• YOUR ASSIGNMENT: Using the listing below, set down each line from the line containing "flood the log." through the line containing "fn draw(&mut self, frame: &Frame)", both ends included, exactly and with nothing added.

• INFORMATION:
== Segment start ==

//! Simulated drivers
//!
//! Stand-ins for the physical keypad, range sensor, and LED matrix,
//! with the same trait surface as real drivers. Used by the demo rig
//! in `main` and by the integration tests.

use std::collections::VecDeque;
use std::sync::{Arc, Mutex};

use tokio::sync::mpsc;
use tracing::info;

use crate::display::{DisplaySink, Frame};
use crate::keypad::KeyEvent;
use crate::sensor::{RangeSensor, SensorError};

/// Plays back a scripted sequence of readings, then holds the last one.
pub struct ScriptedRangeSensor {
    script: VecDeque<Result<f64, SensorError>>,
    held: f64,
}

impl ScriptedRangeSensor {
    pub fn new(readings: impl IntoIterator<Item = Result<f64, SensorError>>) -> Self {
        Self {
            script: readings.into_iter().collect(),
            held: 100.0,
        }
    }

    /// All-clear script: every reading is the same far distance.
    pub fn far(distance: f64) -> Self {
        let mut sensor = Self::new([]);
        sensor.held = distance;
        sensor
    }
}

impl RangeSensor for ScriptedRangeSensor {
    fn measure(&mut self) -> Result<f64, SensorError> {
        match self.script.pop_front() {
            Some(Ok(distance)) => {
                self.held = distance;
                Ok(distance)
            }
            Some(err) => err,
            None => Ok(self.held),
        }
    }
}

/// A sensor whose reading is set externally through a shared handle;
/// lets a test (or demo) move an "object" toward the appliance while
/// the sampling loop runs.
pub struct AdjustableRangeSensor {
    distance: Arc<Mutex<f64>>,
}

/// Control handle for [`AdjustableRangeSensor`]
#[derive(Clone)]
pub struct RangeHandle {
    distance: Arc<Mutex<f64>>,
}

impl AdjustableRangeSensor {
    pub fn new(initial: f64) -> (Self, RangeHandle) {
        let distance = Arc::new(Mutex::new(initial));
        (
            Self {
                distance: Arc::clone(&distance),
            },
            RangeHandle { distance },
        )
    }
}

impl RangeHandle {
    pub fn set_distance(&self, distance: f64) {
        *self.distance.lock().unwrap() = distance;
    }
}

impl RangeSensor for AdjustableRangeSensor {
    fn measure(&mut self) -> Result<f64, SensorError> {
        Ok(*self.distance.lock().unwrap())
    }
}

/// Logs frames as block art, skipping repeats so a 10 Hz refresh of an
/// unchanged glyph does not flood the log.
#[derive(Default)]
pub struct TextDisplay {
    last: Option<Frame>,
}

impl TextDisplay {
    pub fn new() -> Self {
        Self::default()
    }

    fn render(frame: &Frame) -> String {
        let mut art = String::with_capacity(9 * 17);
        for y in 0..8 {
            art.push('\n');
            for x in 0..8 {
                art.push_str(if frame.pixel(x, y) { "##" } else { ".." });
            }
        }
        art
    }
}

impl DisplaySink for TextDisplay {
    fn draw(&mut self, frame: &Frame) {
        if self.last.as_ref() == Some(frame) {
            return;
        }
        self.last = Some(*frame);
        info!("display:{}", Self::render(frame));
    }

    fn clear(&mut self) {
        if self.last == Some(Frame::EMPTY) {
            return;
        }
        self.last = Some(Frame::EMPTY);
        info!("display cleared");
    }
}

/// Read keypad input from stdin on a dedicated thread.
///
/// Each non-whitespace character becomes a key press; `!` maps to the
/// reset pushbutton. The thread exits when stdin closes or the
/// receiving side of the channel is dropped.
pub fn spawn_stdin_keypad(tx: mpsc::Sender<KeyEvent>) -> std::thread::JoinHandle<()> {
    std::thread::spawn(move || {
        use std::io::BufRead;
        let stdin = std::io::stdin();
        for line in stdin.lock().lines() {
            let line = match line {
                Ok(line) => line,
                Err(_) => break,
            };
            for c in line.chars().filter(|c| !c.is_whitespace()) {
                let event = if c == '!' {
                    KeyEvent::Reset
                } else {
                    KeyEvent::Key(c)
                };
                if tx.blocking_send(event).is_err() {
                    return;
                }
            }
        }
    })
}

== Segment end ==

• SOLUTION TO THE PROBLEM:
/// unchanged glyph does not flood the log.
#[derive(Default)]
pub struct TextDisplay {
    last: Option<Frame>,
}

impl TextDisplay {
    pub fn new() -> Self {
        Self::default()
    }

    fn render(frame: &Frame) -> String {
        let mut art = String::with_capacity(9 * 17);
        for y in 0..8 {
            art.push('\n');
            for x in 0..8 {
                art.push_str(if frame.pixel(x, y) { "##" } else { ".." });
            }
        }
        art
    }
}

impl DisplaySink for TextDisplay {
    fn draw(&mut self, frame: &Frame) {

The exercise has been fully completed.